Par-delà un chœur excellent, la distribution vocale accuse un manque d’unité assez gênant, il faut l’avouer. Les rôles féminins ne bénéficient guère d’incarnations idéales. La Cléone d’Hasnaa Bennani affiche une diction des grands soirs, comme il se doit issue de l’art de la déclamation, mais aussi un haut-médium peu sûr. Inintelligible, la Phœbé de Michèle Losier sertit difficilement ses moyens, de sorte que le chant paraît peu conduit. Cruellement instable sur l’ensemble de la tessiture, le soprano Omo Bello livre une Télaïre brutale qui ne fait pas l’affaire.
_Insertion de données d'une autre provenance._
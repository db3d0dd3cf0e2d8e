//! Compose job: invoke a `docker compose` command against a configured
//! compose file and service.
//!
//! Treated as a host-process job like `LocalJob` since the compose CLI is
//! itself the "runner" here; the core only shells out to it, grounded on
//! the same host-process spawn as `job::local`.

use std::process::Stdio;

use anyhow::Context as _;
use tokio::io::{AsyncReadExt, BufReader};
use tokio::process::Command;
use tracing::warn;

use crate::error::ConfigError;
use crate::history::ExecutionRecord;
use crate::job::ExecutionContext;

#[derive(Debug, Clone)]
pub struct ComposeJob {
    pub file: String,
    pub service: String,
    pub command: String,
    /// `true` = `compose exec` (service must already be running); `false`
    /// = `compose run` (starts a fresh one-shot container).
    pub exec: bool,
}

impl ComposeJob {
    pub fn validate(&self, name: &str) -> Result<(), ConfigError> {
        if self.file.trim().is_empty() {
            return Err(ConfigError::MissingField {
                name: name.into(),
                field: "file".into(),
            });
        }
        if self.service.trim().is_empty() {
            return Err(ConfigError::MissingField {
                name: name.into(),
                field: "service".into(),
            });
        }
        if self.command.trim().is_empty() {
            return Err(ConfigError::MissingField {
                name: name.into(),
                field: "command".into(),
            });
        }
        Ok(())
    }

    pub fn hash_input(&self) -> Vec<u8> {
        let mut buf = Vec::new();
        for part in [self.file.as_str(), self.service.as_str(), self.command.as_str()] {
            buf.extend_from_slice(part.as_bytes());
            buf.push(0);
        }
        buf.push(self.exec as u8);
        buf
    }

    pub async fn execute(
        &self,
        ctx: &ExecutionContext,
        record: &mut ExecutionRecord,
    ) -> anyhow::Result<()> {
        let sub = if self.exec { "exec" } else { "run" };
        let extra = shlex::split(&self.command)
            .with_context(|| format!("could not tokenize command '{}'", self.command))?;

        let mut cmd = Command::new("docker");
        cmd.arg("compose").arg("-f").arg(&self.file).arg(sub);
        if !self.exec {
            cmd.arg("--rm");
        }
        cmd.arg(&self.service).args(extra);
        cmd.stdout(Stdio::piped());
        cmd.stderr(Stdio::piped());
        cmd.kill_on_drop(true);

        let mut child = cmd.spawn().context("spawn docker compose")?;
        let mut stdout = child.stdout.take().map(BufReader::new);
        let mut stderr = child.stderr.take().map(BufReader::new);

        let run = async {
            let mut out = String::new();
            let mut err = String::new();
            let drain_out = async {
                if let Some(r) = stdout.as_mut() {
                    r.read_to_string(&mut out).await.ok();
                }
            };
            let drain_err = async {
                if let Some(r) = stderr.as_mut() {
                    r.read_to_string(&mut err).await.ok();
                }
            };
            // Stdout and stderr must drain concurrently: a child that fills
            // one pipe's OS buffer before closing the other would otherwise
            // deadlock against this reading them one at a time.
            tokio::join!(drain_out, drain_err);
            let status = child.wait().await.context("wait for docker compose")?;
            anyhow::Ok((out, err, status))
        };

        tokio::select! {
            res = run => {
                let (out, err, status) = res?;
                record.stdout = out;
                record.stderr = err;
                record.exit_code = status.code().map(|c| c as i64).or(Some(1));
            }
            _ = ctx.cancellation.cancelled() => {
                warn!(file = %self.file, service = %self.service, "cancelled; killing compose process");
                record.error = Some("execution cancelled".into());
                record.exit_code = Some(1);
            }
        }

        Ok(())
    }
}
//! Job Model (C2): a polymorphic job abstraction with concrete executors.
//!
//! Grounded on the teacher's flat `Job` struct (`job.rs`) and on
//! `Ayowel-cfc`'s `JobInfo` tagged enum / per-kind info structs, which spec.md
//! §9 ("polymorphism over job types... avoid deep type hierarchies") matches
//! closely: one tagged enum, flat per-kind state, a shared capability set.

pub mod compose;
pub mod exec;
pub mod local;
pub mod run;
pub mod service_run;

use std::collections::BTreeSet;
use std::fmt::{Display, Formatter};
use std::str::FromStr;
use std::sync::Arc;
use std::time::Duration;

use anyhow::Result;
use bollard::Docker;
use serde::{Deserialize, Serialize};
use sha2::{Digest, Sha256};
use tokio_util::sync::CancellationToken;

pub use compose::ComposeJob;
pub use exec::ExecJob;
pub use local::LocalJob;
pub use run::RunJob;
pub use service_run::ServiceRunJob;

use crate::error::ConfigError;
use crate::history::{ExecutionRecord, Outcome};
use crate::schedule::ScheduleSpec;

/// The type-bucket a job name must be unique within (spec.md §3).
#[derive(Debug, Clone, Copy, PartialEq, Eq, PartialOrd, Ord, Hash, Serialize, Deserialize)]
pub enum JobType {
    Exec,
    Run,
    ServiceRun,
    Local,
    Compose,
}

impl JobType {
    pub const fn label(self) -> &'static str {
        match self {
            JobType::Exec => "job-exec",
            JobType::Run => "job-run",
            JobType::ServiceRun => "job-service-run",
            JobType::Local => "job-local",
            JobType::Compose => "job-compose",
        }
    }
}

impl Display for JobType {
    fn fmt(&self, f: &mut Formatter<'_>) -> std::fmt::Result {
        f.write_str(self.label())
    }
}

impl FromStr for JobType {
    type Err = String;
    fn from_str(s: &str) -> Result<Self, Self::Err> {
        match s {
            "job-exec" | "exec" => Ok(JobType::Exec),
            "job-run" | "run" => Ok(JobType::Run),
            "job-service-run" | "service-run" | "service_run" => Ok(JobType::ServiceRun),
            "job-local" | "local" => Ok(JobType::Local),
            "job-compose" | "compose" => Ok(JobType::Compose),
            other => Err(other.to_string()),
        }
    }
}

/// Where a descriptor was parsed from; governs precedence (spec.md §4.4).
#[derive(Debug, Clone, Copy, PartialEq, Eq, Serialize, Deserialize)]
pub enum JobSource {
    Ini,
    Label,
}

impl JobSource {
    /// INI strictly outranks Label.
    pub fn outranks(self, other: JobSource) -> bool {
        matches!((self, other), (JobSource::Ini, JobSource::Label))
    }
}

impl Display for JobSource {
    fn fmt(&self, f: &mut Formatter<'_>) -> std::fmt::Result {
        match self {
            JobSource::Ini => write!(f, "INI"),
            JobSource::Label => write!(f, "Label"),
        }
    }
}

/// Retry policy shared by all job types (spec.md §3, §4.2).
#[derive(Debug, Clone, PartialEq, Eq, Serialize, Deserialize)]
pub struct RetryPolicy {
    pub max_retries: u32,
    pub retry_delay_ms: u64,
    pub retry_max_delay_ms: u64,
    pub retry_exponential: bool,
}

impl Default for RetryPolicy {
    fn default() -> Self {
        Self {
            max_retries: 0,
            retry_delay_ms: 0,
            retry_max_delay_ms: 0,
            retry_exponential: false,
        }
    }
}

impl RetryPolicy {
    /// Delay before the given retry attempt (1-indexed: the delay before
    /// the first retry is `delay_for(1)`).
    pub fn delay_for(&self, attempt: u32) -> Duration {
        if !self.retry_exponential {
            return Duration::from_millis(self.retry_delay_ms);
        }
        let factor = 1u64.checked_shl(attempt.saturating_sub(1)).unwrap_or(u64::MAX);
        let delay = self.retry_delay_ms.saturating_mul(factor);
        let capped = if self.retry_max_delay_ms > 0 {
            delay.min(self.retry_max_delay_ms)
        } else {
            delay
        };
        Duration::from_millis(capped)
    }
}

/// Which notification/persistence middlewares a job opts into, by name
/// (resolved against global `[webhook "<name>"]` / SMTP config at chain
/// build time, see `crate::middleware`).
#[derive(Debug, Clone, Default, PartialEq, Eq, Serialize, Deserialize)]
pub struct MiddlewareConfig {
    pub slack_webhook: Option<String>,
    pub mail_to: Vec<String>,
    pub save_to_disk: bool,
    pub save_only_on_error: bool,
    pub webhooks: Vec<String>,
}

/// Per-type executable state.
#[derive(Debug, Clone)]
pub enum JobKind {
    Exec(ExecJob),
    Run(RunJob),
    ServiceRun(ServiceRunJob),
    Local(LocalJob),
    Compose(ComposeJob),
}

/// Apply the same processing to every job kind, mirroring `cfc`'s
/// `match_all_jobs!` macro (spec.md §9: avoid a deep type hierarchy).
macro_rules! match_all_kinds {
    ($target:expr, $name:ident, $body:expr) => {
        match $target {
            JobKind::Exec($name) => $body,
            JobKind::Run($name) => $body,
            JobKind::ServiceRun($name) => $body,
            JobKind::Local($name) => $body,
            JobKind::Compose($name) => $body,
        }
    };
}
pub(crate) use match_all_kinds;

/// Context threaded into every execution: the Docker handle, a cancellation
/// token honored by every runner, and an optional hard deadline.
#[derive(Clone)]
pub struct ExecutionContext {
    pub docker: Arc<Docker>,
    pub cancellation: CancellationToken,
    pub max_runtime: Option<Duration>,
}

/// The normalized, validated, hashable job configuration (spec.md glossary).
#[derive(Debug, Clone)]
pub struct JobDescriptor {
    pub name: String,
    pub job_type: JobType,
    pub source: JobSource,
    pub schedule_raw: String,
    pub schedule: ScheduleSpec,
    pub history_limit: usize,
    pub retry: RetryPolicy,
    pub allow_parallel: bool,
    pub dependencies: BTreeSet<String>,
    pub on_success: Vec<String>,
    pub on_failure: Vec<String>,
    pub middleware: MiddlewareConfig,
    pub kind: JobKind,
}

/// A stable digest over every semantically significant field (spec.md
/// §4.2). Two descriptors with the same hash are interchangeable as far as
/// the reconciler is concerned, regardless of field ordering or
/// whitespace in the source text they were parsed from.
#[derive(Debug, Clone, Copy, PartialEq, Eq)]
pub struct JobHash([u8; 32]);

impl Display for JobHash {
    fn fmt(&self, f: &mut Formatter<'_>) -> std::fmt::Result {
        for byte in &self.0 {
            write!(f, "{:02x}", byte)?;
        }
        Ok(())
    }
}

impl JobDescriptor {
    /// Validate type-specific required fields and cross-field invariants.
    /// The schedule itself is validated during parsing (an unparseable
    /// schedule never reaches a `JobDescriptor`).
    pub fn validate(&self) -> Result<(), ConfigError> {
        if self.name.trim().is_empty() {
            return Err(ConfigError::MissingField {
                name: "<unnamed>".into(),
                field: "name".into(),
            });
        }
        match &self.kind {
            JobKind::Exec(j) => j.validate(&self.name),
            JobKind::Run(j) => j.validate(&self.name),
            JobKind::ServiceRun(j) => j.validate(&self.name),
            JobKind::Local(j) => j.validate(&self.name),
            JobKind::Compose(j) => j.validate(&self.name),
        }
    }

    /// Compute the stable digest used by the reconciler to detect a
    /// "changed" descriptor without relying on full structural equality.
    pub fn hash(&self) -> JobHash {
        let mut hasher = Sha256::new();
        hasher.update(self.job_type.label().as_bytes());
        hasher.update(b"\0");
        hasher.update(self.name.as_bytes());
        hasher.update(b"\0");
        // schedule.to_string() is canonical regardless of how the original
        // text was whitespace-formatted.
        hasher.update(self.schedule.to_string().as_bytes());
        hasher.update(b"\0");
        hasher.update(self.history_limit.to_string().as_bytes());
        hasher.update([
            self.retry.max_retries as u8,
            (self.retry.max_retries >> 8) as u8,
        ]);
        hasher.update(self.retry.retry_delay_ms.to_le_bytes());
        hasher.update(self.retry.retry_max_delay_ms.to_le_bytes());
        hasher.update([self.retry.retry_exponential as u8]);
        hasher.update([self.allow_parallel as u8]);
        for dep in &self.dependencies {
            hasher.update(dep.as_bytes());
            hasher.update(b"\0");
        }
        for name in &self.on_success {
            hasher.update(b"S");
            hasher.update(name.as_bytes());
        }
        for name in &self.on_failure {
            hasher.update(b"F");
            hasher.update(name.as_bytes());
        }
        let mw = serde_json::to_vec(&self.middleware).unwrap_or_default();
        hasher.update(mw);
        match_all_kinds!(&self.kind, j, hasher.update(j.hash_input()));
        JobHash(hasher.finalize().into())
    }

    /// Perform the type-specific action, writing stdout/stderr/outcome
    /// into `record`. Retries are applied by the caller (the scheduler),
    /// not here: `run` performs exactly one attempt.
    pub async fn run(&self, ctx: &ExecutionContext, record: &mut ExecutionRecord) {
        let result = match &self.kind {
            JobKind::Exec(j) => j.execute(ctx, record).await,
            JobKind::Run(j) => j.execute(ctx, record).await,
            JobKind::ServiceRun(j) => j.execute(ctx, record).await,
            JobKind::Local(j) => j.execute(ctx, record).await,
            JobKind::Compose(j) => j.execute(ctx, record).await,
        };
        match result {
            Ok(()) => {
                if record.exit_code.unwrap_or(0) == 0 {
                    record.finish(Outcome::Ok);
                } else {
                    record.finish(Outcome::Failed);
                }
            }
            Err(e) => {
                record.error = Some(e.to_string());
                record.finish(Outcome::Error);
            }
        }
    }

    /// The command string driving this job, for logging/UI.
    pub fn command(&self) -> &str {
        match_all_kinds!(&self.kind, j, j.command.as_str())
    }
}

#[cfg(test)]
mod tests {
    use super::*;
    use std::str::FromStr as _;

    fn minimal_exec() -> JobDescriptor {
        JobDescriptor {
            name: "a".into(),
            job_type: JobType::Exec,
            source: JobSource::Ini,
            schedule_raw: "@every 5s".into(),
            schedule: ScheduleSpec::from_str("@every 5s").unwrap(),
            history_limit: 10,
            retry: RetryPolicy::default(),
            allow_parallel: true,
            dependencies: Default::default(),
            on_success: vec![],
            on_failure: vec![],
            middleware: Default::default(),
            kind: JobKind::Exec(ExecJob {
                container: "c".into(),
                command: "echo hi".into(),
                user: None,
                tty: false,
                env: vec![],
            }),
        }
    }

    #[test]
    fn hash_stable_across_clones() {
        let a = minimal_exec();
        let b = minimal_exec();
        assert_eq!(a.hash(), b.hash());
    }

    #[test]
    fn hash_changes_with_command() {
        let a = minimal_exec();
        let mut b = minimal_exec();
        if let JobKind::Exec(e) = &mut b.kind {
            e.command = "echo bye".into();
        }
        assert_ne!(a.hash(), b.hash());
    }

    #[test]
    fn retry_delay_doubles_when_exponential() {
        let p = RetryPolicy {
            max_retries: 5,
            retry_delay_ms: 100,
            retry_max_delay_ms: 1000,
            retry_exponential: true,
        };
        assert_eq!(p.delay_for(1), Duration::from_millis(100));
        assert_eq!(p.delay_for(2), Duration::from_millis(200));
        assert_eq!(p.delay_for(3), Duration::from_millis(400));
        assert_eq!(p.delay_for(10), Duration::from_millis(1000));
    }

    #[test]
    fn ini_outranks_label() {
        assert!(JobSource::Ini.outranks(JobSource::Label));
        assert!(!JobSource::Label.outranks(JobSource::Ini));
    }

    #[test]
    fn validate_rejects_empty_name() {
        let mut j = minimal_exec();
        j.name = "".into();
        assert!(j.validate().is_err());
    }
}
C’est donc du côté messieurs qu’on trouvera satisfaction musicale. Avec robustesse, Marc Labonnette (Grand Prêtre) emporte la Scène 2 du troisième acte, rejoint par un chœur enlevé (Fuyons et frémissons nous-mêmes). Tour à tour Spartiate, Mercure et Athlète – lumineux Éclatez, éclatez, fières trompettes ! –, le jeune Reinoud van Mechelen offre un ténor gracieux à l’expression toujours généreuse. Avec l’évidente autorité d’une projection opulente, Jean Teitgen s’impose aisément en Jupiter, bien qu’à la comparer aux autres la voix semble un peu lourde face à l’impact de la fosse – il n’en fallait pas moins au Dieu des dieux, cela dit, d’autant que le français est luxueusement livré par un chant fort bien mené. Le couple vedette, enfin : l’extrême clarté de timbre et l’exemplaire diction de John Tessier sont les avantages d’un Castor attachant, brillant dans Quel bonheur règne dans mon âme (I) et souverainement tendre pour lors des retrouvailles aux Enfers – « J’immole au seul plaisir qui m’approche de toi toute la grandeur immortelle » irrésistible (IV). Si l’organe d’Edwin Crossley-Mercer s’est élargi, ces derniers temps, et parfois au péril de la précision, son Pollux prouve d’une stabilité enfin retrouvée. Émission indiscutable, projection facile, ligne franche et verve musclée, son chant réunit désormais style et puissance, somptueusement mis au service du rôle. Outre la tendresse, c’est encore l’élan de la veine invocatrice qu’il faut louer.

Mariant paradoxalement le brio au rétif, dans une vive souplesse, Hervé Niquet et son Concert Spirituel enchante l’écoute d’un lustre conquérant. Voyageant de la profonde déploration de l’Acte II au ballet conclusif via l’étrange ritournelle finale du III, dont les atours sereins ne sont pas ceux de l’immuable des plaisirs mais bien plutôt de la constance au sacrifice, sa lecture transmet comme rarement les aléas humains.

Demeurent certaines images de grande beauté : l’aigle divin, symbole immédiatement prégnant, la lente remontée du rideau d’or dans les miasmes infernaux, le jeu d’ombre de Mercure éveillant Castor à une nouvelle vie, enfin l’intervention finale d’un Jupiter rendu au Siècle, dans sa vêture des Lumières. On connait tant d’histoires d’amitiés trahies dès l’apparition d’un amour que celle-ci, d’une amitié fidèle au point de ne laisser place à Éros – « je retrouve enfin tous les objets de mon amour », dit Pollux (je souligne) – rafraîchit exquisément, avec sa lumière grave.